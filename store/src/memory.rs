//! In-memory reference store
//!
//! Keeps every table behind a single lock so alert deduplication is a true
//! check-and-insert. Readings can additionally be appended to a
//! [`ReadingJournal`] so history survives restarts.

use crate::{
    escalation::select_rule, reading, Alert, AlertId, AlertInsert, AlertStatus, AggregatePoint,
    CalibrationResult, Clock, Device, DeviceId, DeviceSensor, DeviceStatus, EscalationCandidate,
    EscalationRule, Granularity, NewAlert, NewReading, NewSensor, Reading, ReadingJournal,
    ReadingQuery, Result, SensorId, SensorRule, SensorType, Severity, StoreError,
    SuppressionCheck, TelemetryStore,
};
use async_trait::async_trait;
use chrono::{DateTime, Utc};
use serde::{Deserialize, Serialize};
use std::collections::BTreeMap;
use std::sync::{Arc, Mutex, RwLock, RwLockReadGuard, RwLockWriteGuard};

/// Configured suppression window for a device
#[derive(Debug, Clone, Serialize, Deserialize, PartialEq)]
pub struct SilentWindow {
    pub device_id: DeviceId,
    /// Restrict to one alert type; `None` silences every type
    #[serde(default)]
    pub alert_type: Option<String>,
    /// Restrict to one severity; `None` silences every severity
    #[serde(default)]
    pub severity: Option<Severity>,
    pub starts_at: DateTime<Utc>,
    pub ends_at: DateTime<Utc>,
}

impl SilentWindow {
    pub fn silences(
        &self,
        device_id: DeviceId,
        alert_type: &str,
        severity: Severity,
        now: DateTime<Utc>,
    ) -> bool {
        self.device_id == device_id
            && self.alert_type.as_deref().map_or(true, |t| t == alert_type)
            && self.severity.map_or(true, |s| s == severity)
            && now >= self.starts_at
            && now < self.ends_at
    }
}

#[derive(Default)]
struct Tables {
    devices: BTreeMap<DeviceId, Device>,
    sensors: BTreeMap<SensorId, DeviceSensor>,
    rules: Vec<SensorRule>,
    escalation_rules: Vec<EscalationRule>,
    readings: Vec<Reading>,
    alerts: BTreeMap<AlertId, Alert>,
    silent_windows: Vec<SilentWindow>,
    next_reading_id: i64,
    next_sensor_id: i64,
    next_alert_id: i64,
}

/// Store that keeps everything in process memory
pub struct MemoryStore {
    tables: RwLock<Tables>,
    journal: Option<Mutex<ReadingJournal>>,
    clock: Arc<dyn Clock>,
}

============

• **BRIEF**
What is the number of lines above that contain the word "self"? Answer with that number only.

• **WRITTEN REPLY**
6